El día de Todos los Santos de 1414, Juan XXIII, pirata afectado de reumatismo, de cuarenta y ocho años de edad, revestido de oro, ofició la misa y pronunció el sermón de la inauguración oficial del concilio general. Fue una asamblea muy concurrida, a la que acudieron trescientos obispos y trescientos teólogos de primera línea, además de los cardenales de las tres obediencias.
Huss, rector de la Universidad de Praga, a quien Segismundo había concedido un salvoconducto, fue arrestado inmediatamente por orden de Cossa y encarcelado. Fue una advertencia para todos, en particular para el papa Benedicto (llamado Benefictus, es decir, «Paparrucha») y el papa Gregorio (llamado Errorius, es decir, «Errata»).
Juan XXIII se había arriesgado al cruzar los Alpes y entrar en territorio imperial, pero contaba con los votos suficientes como para sentirse seguro. En aquel momento, al igual que en otras ocasiones, había más obispos italianos que de todas las otras nacionalidades juntas. Pero el fracaso de sus esperanzas se concretó cuando el concilio decidió votar no individualmente sino por naciones. Su mayoría desapareció al instante y descubrió que eran tres a uno en su contra. A primera hora de la mañana de Navidad, llegó Segismundo y le ordenó que renunciara.
Cossa adivinó de inmediato el contenido de su auto de procesamiento, un extenso catálogo de sus fechorías redactado con maligna precisión. Las «madames» que regían todos los prostíbulos de la cristiandad deberían de haber testificado en su contra. Cuando llegaron a sus oídos las exigencias, sobre todo de los ingleses, que debía ser quemado y lo que debería hacerse con él, aceptó renunciar con tal que los otros papas hiciesen lo mismo. Acto seguido, disfrazándose de palafrenero, abandonó Constanza al anochecer. Sin papa no había concilio, debió de pensar. En el grupo de cardenales que se unió a él en su escondite de Schaffhausen, a cincuenta kilómetros de distancia, se encontraba Oddo Colonna. Un destacamento de guardias imperiales le obligó a regresar para hacer frente a la situación.

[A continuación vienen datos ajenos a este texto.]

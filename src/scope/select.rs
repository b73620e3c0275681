//! Context selection policy.
//!
//! Pure decision function combining the scope tracker's and the resolver's
//! output into the one expression to propagate. Reusing an existing context
//! preserves cancellation and deadline propagation already established in
//! the call chain; a fresh background context is the conservative fallback
//! when no upstream context is reachable by lexical analysis alone.

/// The synthesized fresh context expression.
pub const BACKGROUND_CONTEXT: &str = "context.Background()";

/// Select the context expression to thread through a call site.
///
/// Priority order, first match wins:
/// 1. a context created in the current scope (child binding),
/// 2. a context received as a parameter by the enclosing declaration,
/// 3. a fresh `context.Background()`.
pub fn select_context(child_binding: Option<&str>, incoming_context: Option<&str>) -> String {
    child_binding
        .or(incoming_context)
        .map(|name| name.trim().to_string())
        .unwrap_or_else(|| BACKGROUND_CONTEXT.to_string())
}
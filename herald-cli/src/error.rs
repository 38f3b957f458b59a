//! Error types emitted by the herald CLI.
//!
//! Keep this error type reasonably small, as many CLI helpers return
//! `Result<_, CliError>` and the workspace enables `clippy::result_large_err`.

use std::sync::Arc;

use herald_data::RegistryError;
use herald_fs::BaseDirError;
use thiserror::Error;

/// Errors emitted by the herald CLI.
#[derive(Debug, Error)]
pub enum CliError {
    /// Provided arguments failed Clap validation.
    #[error(transparent)]
    ArgumentParsing(#[from] clap::Error),
    /// Configuration layering failed (files, env, CLI).
    #[error("failed to load configuration: {0}")]
    Configuration(#[from] Arc<ortho_config::OrthoError>),
    /// The configured base directory could not be opened.
    #[error("failed to open base directory: {0}")]
    BaseDir(#[from] BaseDirError),
    /// Opening or updating the registry failed.
    #[error(transparent)]
    Registry(#[from] Box<RegistryError>),
    /// The named source is not registered.
    #[error("source '{name}' does not exist")]
    UnknownSource {
        /// Name as supplied.
        name: String,
    },
    /// Writing command output failed.
    #[error("failed to write output: {0}")]
    WriteOutput(#[source] std::io::Error),
}

impl From<RegistryError> for CliError {
    fn from(err: RegistryError) -> Self {
        Self::Registry(Box::new(err))
    }
}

Entretanto, el concilio había asumido toda la autoridad. En su cuarta y quinta sesiones pergeñó una declaración unánime de fe que ha obsesionado a la Iglesia católica desde entonces.
El santo Concilio de Constanza... declara, primero, que está legalmente constituido bajo la advocación del Espíritu Santo, que está establecido como concilio general representando a la Iglesia católica y, por lo tanto, recibe la autoridad inmediata de Cristo; todos los creyentes de cualquier rango y condición, incluyendo el papa, están obligados a obedecer al concilio en materia de fe, dando por finalizado el cisma y comenzando la reforma de la Iglesia de Dios en su cabeza y en sus miembros.
Eneas Sylvius, que un día sería el papa Pío II, escribió: «Apenas nadie duda que el concilio está por encima del papa». ¿Por qué habría de dudarlo alguien? La antigua doctrina de la Iglesia indica que el concilio general tiene la supremacía en cuestiones de fe y disciplina. En base a esta doctrina, más de un papa fue condenado por hereje en los concilios.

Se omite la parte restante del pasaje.